What Eric Thomas Really Means When He Says Winners Win And Losers Lose


An Interpretation Based On Jordan Petersons 12 Rules For Life

by Matt Bergstrom  
· 1 week ago   · 5 minute read


Eric Thomas, motivational speaker and author.

Eric Thomas is a motivational speaker, who rose up from rock bottom. In many of Eric's motivational speeches he talks about that he dropped out of highschool, that his mother threw him out and that he was homeless for two years. Today, he is changing many people's lives, through his speeches, which mainly became popular on Youtube.

In one of his speeches that he gave in New Zealand, he talks about how "winners win, and losers lose", and "that's just how it is". But what does THAT really mean?

After reading Jordan Peterson’s book, 12 Rules for Life, I think I have figured it out. In the first chapter of the book, Jordan tries explain the dominance hierarchy in life, based on other creature's hierarchy in nature. Namely, lobsters.

After research, I've come to realize that people both agree and disagree with Jordan in this chapter. I myself found the chapter very useful, even though I might not agree with him fully. Others didn't, for example, I found an hour long video on Youtube, bashing Jordan Peterson for this particular chapter.

Nevertheless, the way he explains how chemical reactions work in a lobster's body, work in the same way in a human body. Whether or not he is right about the Dominance Hierarchy, is irrelevant.

Jordan Peterson explains how the chemical Seratonin affects the life of a lobster. How a male lobster who wins repeatedly when fighting other lobsters, has increased serotonin levels, and a lobster who repeatedly loses, has decreased serotonin levels.

The same applies to humans. When we are victorious in our endeavors repeatedly, we tend to have higher serotonin levels. And when we lose repeatedly, we tend to have lower serotonin levels. This is because every victory or loss temporarily changes our serotonin levels.

So what does serotonin do in the human body? Well, for one, it enhances our cognative abilities, such as our ability to learn and memorize. It also regulates your mood, appetite and sleep. It is also said that serotonin levels can regulate our susceptibility towards other people's judgement. With high serotonin levels, we tend to be less provoked by other people's opinions.

All of these positive effects that high serotonin levels can bring, are fundamentals for well-being. All are necessary to win. This is why serotonin is prescribed in several classes of pharmacological antidepressants.

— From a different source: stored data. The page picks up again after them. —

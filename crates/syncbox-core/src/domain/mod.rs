//! Domain entities and business logic
//!
//! This module contains the core domain types of the sync core:
//! - Newtypes for identifiers, counters and validated paths
//! - Change records and their id generator
//! - Index entries (last-known-synchronized state per path)
//! - Remote change descriptions
//! - The pure reconciliation diff and conflict policy
//! - The active-sync reservation
//! - The error taxonomy and error aggregation

pub mod change;
pub mod conflict;
pub mod credentials;
pub mod diff;
pub mod errors;
pub mod index_entry;
pub mod newtypes;
pub mod remote;
pub mod reservation;

// Re-export commonly used types
pub use change::{ChangeIdGenerator, ChangeKind, ChangeRecord, ChangeRecordBuilder, Direction};
pub use conflict::{ConflictDecision, ConflictReport, ConflictSide, VersionMarker};
pub use credentials::{Credentials, SessionToken};
pub use diff::{compute_diff, DiffResult, LocalAction, RemoteAction};
pub use errors::{DomainError, ErrorList, SyncError, TransferError};
pub use index_entry::IndexEntry;
pub use newtypes::*;
pub use remote::{RemoteChange, RemoteChangeSet, RemoteItem};
pub use reservation::{ActiveSyncReservation, ReservationOwner};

You can't perform at your highest level, unless you have your fundamental machinery in it's optimal state.

This is what Eric Thomas means when he says "winners win, and losers lose". When you win, you start to breed a culture of winning. Why? Your serotonin levels starts to rise, you become more confident in your endeavors and you become encouraged to keep winning. It's a positive feedback loop.

The sad part is, the opposite happens when you lose. When you start losing, you become discouraged, less confident, anxious, and your serotonin levels goes down. This is why "winners win, and losers lose".

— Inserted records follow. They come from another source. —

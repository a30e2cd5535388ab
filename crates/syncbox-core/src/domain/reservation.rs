//! Active-sync reservation
//!
//! A syncbox may have at most one Sync Engine running, and administrative
//! operations (quota changes, syncbox deletion) must not overlap with it.
//! [`ActiveSyncReservation`] is the exclusive flag enforcing that: a
//! mutex-guarded owner slot checked and set atomically.

use std::fmt;
use std::sync::Mutex;

use chrono::{DateTime, Utc};

use super::errors::SyncError;

/// Who holds the reservation
#[derive(Debug, Clone, PartialEq, Eq)]
pub enum ReservationOwner {
    /// A running sync engine
    SyncEngine,
    /// An administrative modification, described by name
    Administrative(String),
}

impl fmt::Display for ReservationOwner {
    fn fmt(&self, f: &mut fmt::Formatter<'_>) -> fmt::Result {
        match self {
            Self::SyncEngine => write!(f, "sync engine"),
            Self::Administrative(op) => write!(f, "{op}"),
        }
    }
}

#[derive(Debug, Clone)]
struct Holder {
    owner: ReservationOwner,
    since: DateTime<Utc>,
}

/// Exclusive per-syncbox flag
///
/// `try_reserve` never blocks waiting for the holder; a second caller fails
/// fast with [`SyncError::Reservation`].
#[derive(Debug, Default)]
pub struct ActiveSyncReservation {
    holder: Mutex<Option<Holder>>,
}

impl ActiveSyncReservation {
    #[must_use]
    pub fn new() -> Self {
        Self::default()
    }

    /// Take the reservation for `owner`
    ///
    /// # Errors
    /// Returns `SyncError::Reservation` naming the current holder when the
    /// reservation is already taken.
    pub fn try_reserve(&self, owner: ReservationOwner) -> Result<(), SyncError> {
        let mut holder = self.lock();
        if let Some(current) = holder.as_ref() {
            return Err(SyncError::Reservation {
                holder: format!("{} since {}", current.owner, current.since.to_rfc3339()),
            });
        }
        tracing::debug!(owner = %owner, "Active-sync reservation taken");
        *holder = Some(Holder {
            owner,
            since: Utc::now(),
        });
        Ok(())
    }

    /// Release the reservation regardless of who holds it
    ///
    /// Returns the previous owner, if any.
    pub fn reset(&self) -> Option<ReservationOwner> {
        let previous = self.lock().take().map(|h| h.owner);
        if let Some(owner) = &previous {
            tracing::debug!(owner = %owner, "Active-sync reservation released");
        }
        previous
    }

    /// Current owner, if reserved
    #[must_use]
    pub fn holder(&self) -> Option<ReservationOwner> {
        self.lock().as_ref().map(|h| h.owner.clone())
    }

    #[must_use]
    pub fn is_reserved(&self) -> bool {
        self.lock().is_some()
    }

    fn lock(&self) -> std::sync::MutexGuard<'_, Option<Holder>> {
        // an Option cannot be left half-written by a panicking holder
        self.holder
            .lock()
            .unwrap_or_else(std::sync::PoisonError::into_inner)
    }
}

Now that you know this, I encourage you to start taking action in order to create a habit of winning. When you feel tired after a long day and think about skipping to clean up your room, going to the gym, finishing that school assignment or putting in the work in towards that dream that you have, make the effort to go the extra mile that most people don't.

Do the thing that you know you need to do, to fulfill your dreams, even though you don't feel like it in the moment. Winners are made in those hours when most people just don't feel like it. The funny thing is, once you start taking action in the moments when you don't feel like it, you start feeling like a winner.

Thank you for reading. I'm planning on releasing another article this January. Buuuuut until then, STAY DRIVEN!